Work task
Whenever a line of the listing contains the string "should", return that line.

Exercise materials
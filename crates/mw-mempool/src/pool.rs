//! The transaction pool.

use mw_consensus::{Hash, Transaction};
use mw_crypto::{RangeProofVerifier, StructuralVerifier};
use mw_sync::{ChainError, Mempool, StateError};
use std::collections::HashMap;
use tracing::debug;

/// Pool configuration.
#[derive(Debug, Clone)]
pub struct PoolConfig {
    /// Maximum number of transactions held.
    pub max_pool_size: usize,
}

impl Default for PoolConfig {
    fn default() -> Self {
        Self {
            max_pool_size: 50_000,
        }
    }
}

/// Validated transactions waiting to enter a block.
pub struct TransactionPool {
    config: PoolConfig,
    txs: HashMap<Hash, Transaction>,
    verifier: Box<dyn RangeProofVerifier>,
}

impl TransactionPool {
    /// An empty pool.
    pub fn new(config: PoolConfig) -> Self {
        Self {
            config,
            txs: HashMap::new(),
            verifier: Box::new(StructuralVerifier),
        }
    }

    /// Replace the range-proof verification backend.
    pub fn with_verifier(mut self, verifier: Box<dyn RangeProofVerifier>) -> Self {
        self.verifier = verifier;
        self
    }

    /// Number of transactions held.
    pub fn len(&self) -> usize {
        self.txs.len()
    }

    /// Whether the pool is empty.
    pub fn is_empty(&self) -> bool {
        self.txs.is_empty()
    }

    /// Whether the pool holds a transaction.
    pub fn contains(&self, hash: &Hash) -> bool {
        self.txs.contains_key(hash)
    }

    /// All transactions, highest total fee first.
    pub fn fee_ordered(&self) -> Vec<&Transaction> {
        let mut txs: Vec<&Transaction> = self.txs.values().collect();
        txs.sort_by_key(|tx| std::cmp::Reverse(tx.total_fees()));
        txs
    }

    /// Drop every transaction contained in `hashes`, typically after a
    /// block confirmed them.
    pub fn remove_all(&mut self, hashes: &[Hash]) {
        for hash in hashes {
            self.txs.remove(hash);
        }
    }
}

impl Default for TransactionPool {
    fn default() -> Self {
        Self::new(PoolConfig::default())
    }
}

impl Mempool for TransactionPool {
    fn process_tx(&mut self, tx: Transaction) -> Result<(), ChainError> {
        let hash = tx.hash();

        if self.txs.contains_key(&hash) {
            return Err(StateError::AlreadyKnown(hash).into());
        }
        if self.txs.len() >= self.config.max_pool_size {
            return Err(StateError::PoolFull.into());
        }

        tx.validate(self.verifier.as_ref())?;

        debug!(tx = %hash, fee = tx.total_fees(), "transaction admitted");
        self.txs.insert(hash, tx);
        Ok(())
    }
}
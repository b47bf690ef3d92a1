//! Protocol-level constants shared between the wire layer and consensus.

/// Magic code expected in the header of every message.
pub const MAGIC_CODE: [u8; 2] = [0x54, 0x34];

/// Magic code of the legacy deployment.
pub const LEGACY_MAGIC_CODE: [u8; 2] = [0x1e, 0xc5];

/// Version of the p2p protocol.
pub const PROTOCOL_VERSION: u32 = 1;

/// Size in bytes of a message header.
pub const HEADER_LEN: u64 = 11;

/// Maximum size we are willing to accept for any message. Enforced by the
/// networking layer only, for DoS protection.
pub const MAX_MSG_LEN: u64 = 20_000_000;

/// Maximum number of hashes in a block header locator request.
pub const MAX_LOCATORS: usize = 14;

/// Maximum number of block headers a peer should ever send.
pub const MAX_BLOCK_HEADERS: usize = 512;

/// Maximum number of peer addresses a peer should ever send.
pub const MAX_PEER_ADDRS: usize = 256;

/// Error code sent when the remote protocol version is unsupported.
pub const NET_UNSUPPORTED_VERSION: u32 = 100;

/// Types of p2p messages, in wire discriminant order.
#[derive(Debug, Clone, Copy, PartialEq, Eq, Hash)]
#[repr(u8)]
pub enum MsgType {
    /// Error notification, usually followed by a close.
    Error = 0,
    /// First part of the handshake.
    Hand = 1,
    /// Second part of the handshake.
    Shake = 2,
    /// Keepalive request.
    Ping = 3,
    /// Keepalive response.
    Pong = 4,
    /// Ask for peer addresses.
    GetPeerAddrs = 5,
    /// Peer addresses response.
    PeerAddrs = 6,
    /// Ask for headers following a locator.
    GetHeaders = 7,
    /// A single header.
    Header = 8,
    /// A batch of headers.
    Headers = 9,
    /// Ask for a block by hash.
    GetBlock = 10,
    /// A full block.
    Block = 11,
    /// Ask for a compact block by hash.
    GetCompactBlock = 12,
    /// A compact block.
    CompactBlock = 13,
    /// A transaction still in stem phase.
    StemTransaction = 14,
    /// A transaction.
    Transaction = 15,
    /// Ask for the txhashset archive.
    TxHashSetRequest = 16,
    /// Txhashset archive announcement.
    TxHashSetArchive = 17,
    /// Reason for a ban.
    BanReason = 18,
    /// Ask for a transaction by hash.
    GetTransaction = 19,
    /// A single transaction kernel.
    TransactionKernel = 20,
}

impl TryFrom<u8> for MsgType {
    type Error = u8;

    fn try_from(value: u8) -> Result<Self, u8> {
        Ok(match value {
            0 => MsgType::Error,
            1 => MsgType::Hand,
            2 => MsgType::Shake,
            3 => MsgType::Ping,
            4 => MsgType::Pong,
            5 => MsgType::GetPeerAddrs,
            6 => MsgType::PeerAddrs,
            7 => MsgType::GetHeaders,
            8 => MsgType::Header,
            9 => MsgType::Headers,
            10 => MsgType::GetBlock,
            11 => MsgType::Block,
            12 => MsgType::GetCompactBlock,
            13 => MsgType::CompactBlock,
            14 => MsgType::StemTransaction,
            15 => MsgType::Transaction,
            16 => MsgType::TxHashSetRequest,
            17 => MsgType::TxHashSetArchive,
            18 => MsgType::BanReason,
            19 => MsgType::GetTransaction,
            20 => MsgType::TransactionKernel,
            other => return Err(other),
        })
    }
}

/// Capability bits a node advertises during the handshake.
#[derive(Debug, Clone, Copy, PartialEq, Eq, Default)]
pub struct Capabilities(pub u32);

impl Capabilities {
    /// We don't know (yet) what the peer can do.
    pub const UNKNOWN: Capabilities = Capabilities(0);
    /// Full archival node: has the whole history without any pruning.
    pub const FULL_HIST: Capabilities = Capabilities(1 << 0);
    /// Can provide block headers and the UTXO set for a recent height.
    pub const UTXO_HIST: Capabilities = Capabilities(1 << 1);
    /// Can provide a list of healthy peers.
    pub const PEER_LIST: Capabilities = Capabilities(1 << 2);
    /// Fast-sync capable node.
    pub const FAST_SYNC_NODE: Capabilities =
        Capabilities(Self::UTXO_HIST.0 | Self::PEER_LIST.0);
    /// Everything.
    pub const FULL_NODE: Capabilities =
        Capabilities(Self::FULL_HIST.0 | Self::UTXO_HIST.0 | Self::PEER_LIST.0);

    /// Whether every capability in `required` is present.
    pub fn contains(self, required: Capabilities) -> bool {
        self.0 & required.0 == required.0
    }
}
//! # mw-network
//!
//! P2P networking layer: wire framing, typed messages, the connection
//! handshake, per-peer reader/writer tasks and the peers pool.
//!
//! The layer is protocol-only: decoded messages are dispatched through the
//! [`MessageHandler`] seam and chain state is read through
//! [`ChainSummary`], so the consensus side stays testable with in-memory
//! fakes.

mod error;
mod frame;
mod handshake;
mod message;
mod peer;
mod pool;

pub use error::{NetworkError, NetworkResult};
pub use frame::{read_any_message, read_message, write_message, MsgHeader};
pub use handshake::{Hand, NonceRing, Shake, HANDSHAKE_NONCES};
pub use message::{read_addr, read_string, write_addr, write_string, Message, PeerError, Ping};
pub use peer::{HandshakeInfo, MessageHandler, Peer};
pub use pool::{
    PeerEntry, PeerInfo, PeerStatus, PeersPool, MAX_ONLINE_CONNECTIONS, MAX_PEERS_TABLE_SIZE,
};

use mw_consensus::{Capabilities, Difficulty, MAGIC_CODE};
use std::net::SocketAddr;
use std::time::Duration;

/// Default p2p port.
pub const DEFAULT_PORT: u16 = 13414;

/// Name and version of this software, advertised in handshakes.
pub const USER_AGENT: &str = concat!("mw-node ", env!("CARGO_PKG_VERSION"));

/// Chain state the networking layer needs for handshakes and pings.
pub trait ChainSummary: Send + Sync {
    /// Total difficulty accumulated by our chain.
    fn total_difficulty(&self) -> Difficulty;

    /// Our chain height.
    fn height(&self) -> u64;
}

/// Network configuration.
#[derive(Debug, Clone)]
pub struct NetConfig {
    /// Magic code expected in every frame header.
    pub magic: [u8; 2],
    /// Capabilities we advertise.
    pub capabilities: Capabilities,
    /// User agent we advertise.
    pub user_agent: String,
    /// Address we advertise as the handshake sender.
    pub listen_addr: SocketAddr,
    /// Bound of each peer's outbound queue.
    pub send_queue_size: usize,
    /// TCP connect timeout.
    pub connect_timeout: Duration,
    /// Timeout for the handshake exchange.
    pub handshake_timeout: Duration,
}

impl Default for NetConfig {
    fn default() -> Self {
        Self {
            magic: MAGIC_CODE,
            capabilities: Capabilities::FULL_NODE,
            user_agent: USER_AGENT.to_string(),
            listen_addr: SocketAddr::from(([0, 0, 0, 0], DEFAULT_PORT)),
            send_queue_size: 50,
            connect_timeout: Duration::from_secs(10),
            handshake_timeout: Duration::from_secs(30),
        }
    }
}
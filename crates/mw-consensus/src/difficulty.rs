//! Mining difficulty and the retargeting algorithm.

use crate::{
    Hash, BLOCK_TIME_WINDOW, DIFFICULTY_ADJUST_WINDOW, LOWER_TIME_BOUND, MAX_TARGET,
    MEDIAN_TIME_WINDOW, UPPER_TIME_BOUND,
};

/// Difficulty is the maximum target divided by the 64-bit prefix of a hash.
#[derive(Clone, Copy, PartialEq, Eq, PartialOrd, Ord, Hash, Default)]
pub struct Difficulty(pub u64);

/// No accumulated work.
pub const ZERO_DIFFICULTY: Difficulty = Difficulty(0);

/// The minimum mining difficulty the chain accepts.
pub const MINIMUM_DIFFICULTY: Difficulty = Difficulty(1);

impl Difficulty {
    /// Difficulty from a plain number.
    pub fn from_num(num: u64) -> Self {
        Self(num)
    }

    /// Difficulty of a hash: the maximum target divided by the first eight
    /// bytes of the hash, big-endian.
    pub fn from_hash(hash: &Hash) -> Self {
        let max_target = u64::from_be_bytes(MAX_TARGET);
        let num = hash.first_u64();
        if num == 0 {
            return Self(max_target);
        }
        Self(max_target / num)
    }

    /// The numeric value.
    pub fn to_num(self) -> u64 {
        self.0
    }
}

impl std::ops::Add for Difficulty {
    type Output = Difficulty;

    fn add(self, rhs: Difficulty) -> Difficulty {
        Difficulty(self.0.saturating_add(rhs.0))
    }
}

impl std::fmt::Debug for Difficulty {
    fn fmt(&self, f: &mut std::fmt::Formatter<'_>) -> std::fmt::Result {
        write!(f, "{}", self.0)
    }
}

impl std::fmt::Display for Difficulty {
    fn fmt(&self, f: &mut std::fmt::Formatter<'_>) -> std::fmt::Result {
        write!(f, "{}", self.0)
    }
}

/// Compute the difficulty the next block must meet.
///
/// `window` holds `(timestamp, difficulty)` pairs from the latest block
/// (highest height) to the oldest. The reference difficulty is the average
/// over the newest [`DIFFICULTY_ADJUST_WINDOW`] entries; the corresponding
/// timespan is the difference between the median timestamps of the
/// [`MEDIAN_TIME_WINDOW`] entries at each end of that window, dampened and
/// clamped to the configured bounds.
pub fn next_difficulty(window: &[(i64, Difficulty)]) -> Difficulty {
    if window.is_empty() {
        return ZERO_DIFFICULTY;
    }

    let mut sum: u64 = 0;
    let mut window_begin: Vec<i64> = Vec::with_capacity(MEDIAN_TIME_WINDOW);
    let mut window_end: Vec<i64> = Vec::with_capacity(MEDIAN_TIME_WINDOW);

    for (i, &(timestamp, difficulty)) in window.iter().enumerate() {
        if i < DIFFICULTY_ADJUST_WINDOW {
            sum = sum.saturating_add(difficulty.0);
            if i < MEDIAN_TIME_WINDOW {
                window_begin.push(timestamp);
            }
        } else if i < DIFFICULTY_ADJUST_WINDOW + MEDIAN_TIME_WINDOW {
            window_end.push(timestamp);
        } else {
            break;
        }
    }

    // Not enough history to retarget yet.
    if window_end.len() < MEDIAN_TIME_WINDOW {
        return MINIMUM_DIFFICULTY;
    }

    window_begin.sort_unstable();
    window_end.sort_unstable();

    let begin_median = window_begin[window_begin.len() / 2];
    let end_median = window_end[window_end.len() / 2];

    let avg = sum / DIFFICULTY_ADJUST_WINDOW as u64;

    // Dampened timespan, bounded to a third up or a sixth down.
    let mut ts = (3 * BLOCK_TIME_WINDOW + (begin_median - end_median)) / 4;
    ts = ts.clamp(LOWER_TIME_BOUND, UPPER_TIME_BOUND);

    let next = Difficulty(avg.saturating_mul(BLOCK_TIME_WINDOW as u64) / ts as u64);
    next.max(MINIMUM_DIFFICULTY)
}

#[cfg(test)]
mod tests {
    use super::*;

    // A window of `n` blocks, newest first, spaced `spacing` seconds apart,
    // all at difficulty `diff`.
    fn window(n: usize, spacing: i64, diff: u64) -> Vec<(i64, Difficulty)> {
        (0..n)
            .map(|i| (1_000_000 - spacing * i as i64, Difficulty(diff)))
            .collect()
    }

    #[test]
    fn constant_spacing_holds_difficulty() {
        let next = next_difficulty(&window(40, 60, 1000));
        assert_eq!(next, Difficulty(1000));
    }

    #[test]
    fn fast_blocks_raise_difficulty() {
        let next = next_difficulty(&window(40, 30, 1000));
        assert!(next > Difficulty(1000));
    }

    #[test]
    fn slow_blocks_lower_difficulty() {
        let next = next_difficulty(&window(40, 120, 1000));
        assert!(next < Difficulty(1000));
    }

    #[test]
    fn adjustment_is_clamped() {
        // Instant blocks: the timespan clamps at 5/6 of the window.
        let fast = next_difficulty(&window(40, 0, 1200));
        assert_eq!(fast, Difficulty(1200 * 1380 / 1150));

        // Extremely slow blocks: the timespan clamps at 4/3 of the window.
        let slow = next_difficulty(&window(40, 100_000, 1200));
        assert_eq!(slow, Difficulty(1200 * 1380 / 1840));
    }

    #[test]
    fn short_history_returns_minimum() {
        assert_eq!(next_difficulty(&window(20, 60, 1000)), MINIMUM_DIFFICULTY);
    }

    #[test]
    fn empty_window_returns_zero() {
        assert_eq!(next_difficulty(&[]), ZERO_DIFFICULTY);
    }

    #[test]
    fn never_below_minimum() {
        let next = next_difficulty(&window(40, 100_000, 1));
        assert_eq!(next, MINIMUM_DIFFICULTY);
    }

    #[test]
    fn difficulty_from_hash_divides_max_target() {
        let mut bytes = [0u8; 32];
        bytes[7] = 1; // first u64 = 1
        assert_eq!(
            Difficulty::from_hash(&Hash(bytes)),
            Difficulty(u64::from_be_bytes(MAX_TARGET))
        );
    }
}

Problem solution
/// Maximum number of block headers a peer should ever send.
/// Maximum number of peer addresses a peer should ever send.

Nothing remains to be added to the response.